Fotokemika was plagued with qc problems but it seems people forgot it.
I will not miss Fotokemika's Efke...
Hello PE. This is interesting, do you know if this is the case of Foma films too?
Who? I spent maybe 20 mins googling Jim Brownlow and didnt get too far??? Does this Brownlow gentleman post here? Are these pictures in the Gallery here?
If so that makes it much worse. I really like MCC 110.(
Roger, MCC 110 WAS the Bomb!
I can't believe a superior product like that is up and gone. I wonder if Fotokemika (Efke? - or whoever is going under) was managing their business properly. Something doesn't seem right.
So, I suspect a decline in FB paper and then RC paper, encouraging people to move to a hybrid process where they print using a digital printer.
PE
It isn't and won't be gone. I'm not sure where in the 37 pages Mirko explained, but MCC and MCP are coated in Germany and are just fine. It's the Adox Vario papers that were coated by Fotokemika and will be gone.

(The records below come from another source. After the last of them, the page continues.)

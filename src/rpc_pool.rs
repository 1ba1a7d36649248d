//! Rate- and concurrency-limited connection pool
//!
//! Every endpoint gets a gate enforcing:
//! - at most `concurrency` requests in flight
//! - at most `rps` requests started in any rolling one-second window
//! - a priority queue of waiters with per-request deadlines
//!
//! All gate state lives behind one lock that is never held across an `.await`.
//! Slots are handed to waiters as [`SlotPermit`]s; dropping a permit frees the
//! slot and dispatches the next waiter. The pool also runs jittered health
//! probes and parallel cursor scans.

use futures::future::{join_all, try_join_all};
use governor::{DefaultDirectRateLimiter, Quota, RateLimiter};
use parking_lot::Mutex;
use serde::{Deserialize, Serialize};
use serde_json::{json, Value};
use std::cmp::Reverse;
use std::collections::{BTreeMap, HashMap, HashSet, VecDeque};
use std::num::NonZeroU32;
use std::sync::Arc;
use std::time::Duration;
use tokio::sync::{oneshot, watch};
use tokio::time::Instant;
use tracing::{debug, info, instrument, warn};

use crate::rpc_cache::canonical_string;
use crate::circuit_breaker::CircuitBreaker;
use crate::metrics::{Metrics, Timer};
use crate::rpc_config::{HealthConfig, QueueConfig, ShieldConfig};
use crate::rpc_endpoint::{Endpoint, EndpointRegistry, EndpointSnapshot, HealthStatus};
use crate::rpc_errors::RpcError;
use crate::rpc_transport::RpcTransport;

const RATE_WINDOW: Duration = Duration::from_secs(1);

/// Queue priority, highest served first, FIFO within a level
#[derive(
    Debug, Clone, Copy, PartialEq, Eq, PartialOrd, Ord, Hash, Default, Serialize, Deserialize,
)]
#[serde(rename_all = "snake_case")]
pub enum Priority {
    Low,
    #[default]
    Normal,
    High,
    Critical,
}

type QueueKey = (Reverse<Priority>, u64);

struct Waiter {
    tx: oneshot::Sender<Result<SlotPermit, RpcError>>,
    enqueued_at: Instant,
    deadline: Instant,
}

#[derive(Default)]
struct GateState {
    in_flight: usize,
    /// Start times of requests in the current rate window, oldest first
    window: VecDeque<Instant>,
    queue: BTreeMap<QueueKey, Waiter>,
    wake_at: Option<Instant>,
    dispatched: u64,
}

impl GateState {
    fn prune(&mut self, now: Instant) {
        while let Some(&front) = self.window.front() {
            if front + RATE_WINDOW <= now {
                self.window.pop_front();
            } else {
                break;
            }
        }
    }
}

struct PoolState {
    gates: Vec<GateState>,
    in_flight: usize,
    queued: usize,
    next_seq: u64,
    closed: bool,
    queue_timeouts: u64,
    queue_full_rejections: u64,
}

struct GateLimits {
    rps: usize,
    concurrency: usize,
}

struct Gates {
    state: Mutex<PoolState>,
    limits: Vec<GateLimits>,
    endpoints: Vec<Arc<Endpoint>>,
    max_in_flight: usize,
    max_queue: usize,
    metrics: Arc<Metrics>,
}

/// An execution slot on one endpoint, released on drop
pub struct SlotPermit {
    gates: Arc<Gates>,
    endpoint: usize,
    armed: bool,
}

impl Drop for SlotPermit {
    fn drop(&mut self) {
        if self.armed {
            self.gates.release(self.endpoint);
        }
    }
}

/// Removes a queue entry when its waiter goes away
struct QueueTicket {
    gates: Arc<Gates>,
    endpoint: usize,
    key: QueueKey,
    active: bool,
}

impl QueueTicket {
    /// Remove the entry if it is still queued
    fn cancel(&mut self) -> bool {
        self.active = false;
        self.gates.remove_queued(self.endpoint, self.key)
    }
}

impl Drop for QueueTicket {
    fn drop(&mut self) {
        if self.active {
            self.gates.remove_queued(self.endpoint, self.key);
        }
    }
}

/// Result of one pass of the queue sweep
#[derive(Debug, Clone, Serialize)]
pub struct SweepReport {
    pub expired: usize,
    pub depth: usize,
    pub oldest_age_ms: u64,
    pub utilization: f64,
}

Sorry, my mistake it's Jim Browning who goes by the name Dyetransfer here on APUG
(there was a url link here which no longer exists)
Ian
The problem is that even if they fix the machine, the declining market and end-of-lease is too much for them to cope with it. Somewhere back in the thread, it was posted that even if the fix was completely free, they would still be shutting everything down.
A point you miss is that the EFKE 25 uses an old emulsion formula which gives results similar to ISO 100 films of today from Kodak, Ilford and Fuji. It is just a matter of testing the film / developer combination to find the best one for your application. Quit moaning and start testing. And, don't forget that most of these modern ISO 100 film can be overexposed at 50 and 25 with very good results.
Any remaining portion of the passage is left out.